And it was no wonder because my zeal was without wisdom. I
didn't mean to, but I pushed them away.
My conversion experience was real
as well as extremely personal. But, unfortunately, I was not
discipled in the church I got saved in, or any church, and
over the next two years, as surprising as it may sound, I
slowly backslid. During that time the Lord convicted me
constantly and gently. He called me again and again to
repentance. But, I was confused and had begun to rebel
against the conviction. It was so terribly uncomfortable in
my sins, yet I wanted them, and
I warred with my own desires. It was so difficult to
love Him and run from Him at the same time. This went on for
too long. But, again, His love won out.
One night, I was angry with God for
the conviction He was sustaining upon my heart. It was
difficult to endure and even though I had gotten into the
habit of running from Him in order to make it go away, I
still wanted Him. It was a strange mix.
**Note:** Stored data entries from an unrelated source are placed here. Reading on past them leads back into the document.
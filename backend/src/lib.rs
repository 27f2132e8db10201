//! Backend library modules.

pub mod doc;
pub mod domain;
pub mod inbound;
pub mod outbound;
pub mod server;

/// Public OpenAPI surface used by Swagger UI.
pub use doc::ApiDoc;
use url::Url;

use crate::error::{Error, Result};

/// Trims `s` and replaces every space with `%20`.
///
/// Lets URLs copied with literal spaces parse; already encoded input is unchanged.
///
/// # Examples
///
/// ```
/// use cachet_http::encode_url_whitespace;
///
/// assert_eq!(
///     encode_url_whitespace(" http://example.org/zoological names.zip "),
///     "http://example.org/zoological%20names.zip"
/// );
/// ```
pub fn encode_url_whitespace(s: &str) -> String { s.trim().replace(' ', "%20") }

/// Parses `url`, mapping failures to [`Error::InvalidUrl`].
pub fn parse_url(url: &str) -> Result<Url> {
    Url::parse(url).map_err(|e| Error::InvalidUrl {
        url:    url.to_string(),
        reason: e.to_string(),
    })
}
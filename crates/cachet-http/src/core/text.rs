use mime::Mime;

/// Extracts the `charset` parameter of a `Content-Type` value.
///
/// A value that is not a valid media type has no charset.
pub fn charset_of(content_type: &str) -> Option<String> {
    let media_type = content_type.trim().parse::<Mime>().ok()?;
    media_type
        .get_param(mime::CHARSET)
        .map(|charset| charset.as_str().trim_matches('"').to_string())
}

/// Decodes a response body, defaulting to UTF-8 when no charset is declared.
///
/// Only UTF-8 and its ASCII subset plus ISO-8859-1 are understood; any other declared
/// charset is a decoding failure.
pub fn decode_body(bytes: Vec<u8>, content_type: Option<&str>) -> Result<String, String> {
    let charset = content_type
        .and_then(charset_of)
        .map_or_else(|| "utf-8".to_string(), |charset| charset.to_ascii_lowercase());

    match charset.as_str() {
        "utf-8" | "utf8" | "us-ascii" | "ascii" => {
            String::from_utf8(bytes).map_err(|e| format!("invalid {charset}: {e}"))
        }
        "iso-8859-1" | "latin1" | "latin-1" => Ok(bytes.into_iter().map(char::from).collect()),
        other => Err(format!("unsupported charset {other}")),
    }
}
Anyway, on this one
particular night, I looked up into the night sky and yelled
out loud at God, "Leave me alone!" I still
remember my defiant anger that was strangely mixed with fear
and longing.. I still remember the blanket of stars behind
my fist in the night sky. I'll never forget it.
The funny thing is, I don't
remember anything about the month that followed my defiance. You'd think
that God would have done something to me to "teach me a
lesson." All I know, is that one month later I was
fire for God. Out of nowhere had come repentance and an
insatiable appetite for His Word and prayer. I began to
devour the Bible, reading it four to six hours every day. I
would listen to Christian radio constantly and I would
attend church six nights a week. I would read Bible
commentaries and devotionals at work, or at home in the
bath, in bed, even while walking. I absolutely could not get
enough. This went on for two years. It was great being back
in fellowship with God and He had blessed me.
During this time of intense study,
there was a period several weeks where I had been praying
hard, begging the Lord to reveal to me what He wanted me to
do with my life. I constantly asked Him to tell me and
I was always giving myself to Him in every way I could
imagine. I'd give Him my life, my body, my future, my
abilities, failures, everything and constantly asked Him to
do with me as He desired and that it didn't matter if I was
rich or poor, healthy or sick, married or not, etc. I
gave myself to Him in everyway I could think.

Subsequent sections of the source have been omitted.